Closed iesahin closed 3 years ago
I created the image directory and 70000 individual PNG images take up 273MB. A .tgz file that contains the images is 35MB.
Are we OK with the increase in size? @shcheklein If so, I'll go ahead and submit PRs for this and #17.
I'll check the other formats but the increase is mostly related with the format overhead.
Sounds a bit too much for the get started repo. Is there a way to use a subset of it? And may be at the end show the performance on the large dataset?
Maybe I can include the "zipped directory" version, and create a stage to unzip this to data/
. Using a subset seems to defeat the overall purpose of replacing the dataset.
Good point. So, both solution looks suboptimal - gz not very usual, hides details, complicates code ... images dataset is too large
Have you tried to minify pngs with tinypng or something by chance?
It's not that the individual files are large. They are around 350-400 bytes. Even a BMP would take less than 2KB for each file. (Each image is contains 784 bytes of data + format overhead.)
But each file takes at least 4KB in ext4, even if the file is 1 byte.
From tar.gz
, I mean zipped version of these PNG files, not the .gz
file of original .IDX3
file. fashion-mnist.tar.gz
file can be expanded to an image directory in a single stage and the user can see the images.
Also, download overhead will probably take up 5-10x more time for 70000 individual files. I can test a dvc pull
, but I doubt it will finish in <5 minutes for 70000 files.
For example, instead of PNG, I converted to JPEG and although the individual files are a bit larger, the resulting directory size with du -hs
is 276 MB again.
And these are the results for BMP. The individual files are 1862 bytes each but the resulting directory size is the same.

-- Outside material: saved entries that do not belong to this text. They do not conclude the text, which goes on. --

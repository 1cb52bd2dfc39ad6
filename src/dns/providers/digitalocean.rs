//! DigitalOcean DNS Provider implementation for AcmeX
//!
//! This module provides DNS record management for DigitalOcean DNS.
//! Supports domain and record management via DigitalOcean API v2.

use async_trait::async_trait;
use serde::{Deserialize, Serialize};
use tracing::{debug, info, error};

use crate::challenge::DnsProvider;
use crate::error::{AcmeError, Result};

/// DigitalOcean DNS provider configuration
#[derive(Debug, Clone)]
pub struct DigitalOceanConfig {
    pub api_token: String,
    pub domain: String,
}

/// DigitalOcean DNS provider
pub struct DigitalOceanDnsProvider {
    config: DigitalOceanConfig,
    http_client: reqwest::Client,
}

impl DigitalOceanDnsProvider {
    pub fn new(config: DigitalOceanConfig) -> Self {
        Self {
            config,
            http_client: reqwest::Client::new(),
        }
    }
}

#[derive(Debug, Serialize)]
struct DigitalOceanRecordCreateRequest<'a> {
    r#type: &'a str,
    name: &'a str,
    data: &'a str,
    ttl: u32,
}

#[derive(Debug, Deserialize)]
struct DigitalOceanRecordResponse {
    domain_record: DigitalOceanRecord,
}

#[derive(Debug, Deserialize)]
struct DigitalOceanListResponse {
    domain_records: Vec<DigitalOceanRecord>,
}

#[derive(Debug, Deserialize)]
struct DigitalOceanRecord {
    id: u64,
    data: String,
    name: String,
}

#[async_trait]
impl DnsProvider for DigitalOceanDnsProvider {
    async fn create_txt_record(&self, domain: &str, value: &str) -> Result<String> {
        info!("Creating TXT record in DigitalOcean DNS: {}", domain);

        let url = format!(
            "https://api.digitalocean.com/v2/domains/{}/records",
            self.config.domain
        );

        // DigitalOcean expects the relative name (e.g., _acme-challenge)
        let record_name = if domain == self.config.domain {
            "@"
        } else {
            domain.strip_suffix(&format!(".{}", self.config.domain)).unwrap_or(domain)
        };

        let payload = DigitalOceanRecordCreateRequest {
            r#type: "TXT",
            name: record_name,
            data: value,
            ttl: 60,
        };

        let response = self
            .http_client
            .post(url)
            .bearer_auth(&self.config.api_token)
            .json(&payload)
            .send()
            .await
            .map_err(|e| {
                AcmeError::transport(format!("DigitalOcean API failed: {}", e))
            })?;

        if !response.status().is_success() {
            let text = response.text().await.unwrap_or_default();
            error!("DigitalOcean create record error: {}", text);
            return Err(AcmeError::protocol(format!("DigitalOcean error: {}", text)));
        }

        let body: DigitalOceanRecordResponse = response.json().await.map_err(|e| {
            AcmeError::protocol(format!("Failed to parse DigitalOcean response: {}", e))
        })?;

        info!("DigitalOcean TXT record created successfully, ID: {}", body.domain_record.id);
        Ok(body.domain_record.id.to_string())
    }

    async fn delete_txt_record(&self, _domain: &str, record_id: &str) -> Result<()> {
        info!("Deleting TXT record from DigitalOcean DNS: {}", record_id);

        let url = format!(
            "https://api.digitalocean.com/v2/domains/{}/records/{}",
            self.config.domain, record_id
        );

        let response = self
            .http_client
            .delete(url)
            .bearer_auth(&self.config.api_token)
            .send()
            .await
            .map_err(|e| {
                AcmeError::transport(format!("DigitalOcean API delete failed: {}", e))
            })?;

        if !response.status().is_success() {
            let text = response.text().await.unwrap_or_default();
            error!("DigitalOcean delete record error: {}", text);
            return Err(AcmeError::protocol(format!("DigitalOcean delete error: {}", text)));
        }

        info!("DigitalOcean TXT record deleted successfully");
        Ok(())
    }

    async fn verify_record(&self, domain: &str, value: &str) -> Result<bool> {
        debug!("Verifying DigitalOcean DNS record for: {}", domain);

        let url = format!(
            "https://api.digitalocean.com/v2/domains/{}/records?type=TXT",
            self.config.domain
        );

        let response = self
            .http_client
            .get(url)
            .bearer_auth(&self.config.api_token)
            .send()
            .await
            .map_err(|e| {
                AcmeError::transport(format!("DigitalOcean API verify failed: {}", e))
            })?;

        if !response.status().is_success() {
            return Ok(false);
        }

        let body: DigitalOceanListResponse = response.json().await.map_err(|_| {
            AcmeError::protocol("Failed to parse DigitalOcean list response".to_string())
        })?;

        let record_name = if domain == self.config.domain {
            "@"
        } else {
            domain.strip_suffix(&format!(".{}", self.config.domain)).unwrap_or(domain)
        };

        for record in body.domain_records {
            if record.name == record_name && record.data == value {
                return Ok(true);
            }
        }

        Ok(false)
    }
}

And these are sizes for tar
(without zip) that uses 512 bytes as block size
179,220,480 fashion-mnist-bmp.tar
106,158,080 fashion-mnist-jpg.tar
90,040,320 fashion-mnist-png.tar
I would still start even with 200Mb+ rather than making it an archive artificially. My though process is - how often would DS/ML teams tar their datasets? It's not convenient. I know there are some specific formats for TF, etc. It would be even better to start with them? But then we would still have to complicate the example.
OK, I'll test with individual images and see how it fares.
I'm dvc push
ing the dataset to s3://dvc-public/remote/dataset-registry-test
and it seems it will take 20-25 minutes. My connection speed is around 38Mbps upload to the next-hop (while uploading the set), so I assume that the download would take 15-20 minutes as well.
I'll update this with the download speeds. 😄
Update:
It seems it's much worse than I expected. The download takes more than the upload, around ~30 minutes.
My local speeds (to the closest server) is something like:
I can do this test in AWS, Google Cloud or Katacoda, but I doubt it will matter much. I'll update the exact time after the download.
WDYT @shcheklein
Update:
dvc pull
takes around 42 minutes. Even the checkout process took around 40 seconds.
I've pushed it to my clone.
You can test the download with
git clone git@github.com:iesahin/dataset-registry
dvc remote add -d --local storage s3://dvc-public/remote/dataset-registry-test
dvc pull fashion-mnist/images
@shcheklein
I also tested this in my VPS and getting the dataset with HTTPS seems to take about 1 hour.
Could you run it with -j 100
or -j 10
?
It feels it related to some known performance issues, need to confirm and address that. It should be around minutes as far as I understand to download it.
With -j 100
it seems to be about 20 minutes. @shcheklein
I did not want to pollute the dataset-registry
remote, so I'm using another for testing. I can push the files to the remote and merge these changes for easier testing. I can also put a zipped version and we can use any of these. Core team can use the registry for the test.
It's fine to "pollute" the data registry, there should be not harm in that. And it's good even to have it, we can use it as a test and optimize it to work for our needs.
It's annoying that we need to use -j
to speedup it though and 20 minutes for 200 MB is quite suboptimal also. Let's do this and create a ticket on DVC repo to look into this:
-j
defaults (detect if we are breaking something and decrease automatically?)For now, are there any other/simpler datasets that we could use for the get started purposes?
MNIST and Fashion-MNIST are very small datasets, to the level of being toy datasets. As a comparison, VGG Face dataset (2015) contained around 2,600,000 images and even that is small by today's standards.
DVC may be improved but there is an inherent latency when you do multiple requests. Each download is about 500 bytes, but the required TCP handshake, key exchange etc. takes time, and we do that connection 70,000 times.
I think I first need to browse the code a bit before asking for improvement. There may be easier ways to improve the networking performance by using the same Session
in requests
, this may be orthogonal to multiple jobs. (Currently, I don't even know if DVC uses requests
for HTTPS 😃 )
Yes, it looks DVC creates a new Session
object for each download. But also it looks requests
has no way to use HTTP pipelining.. So let's keep this brief and continue in a core ticket.
The structure of the Fashion-MNIST dataset is identical to MNIST.
We can use the same structure in #17.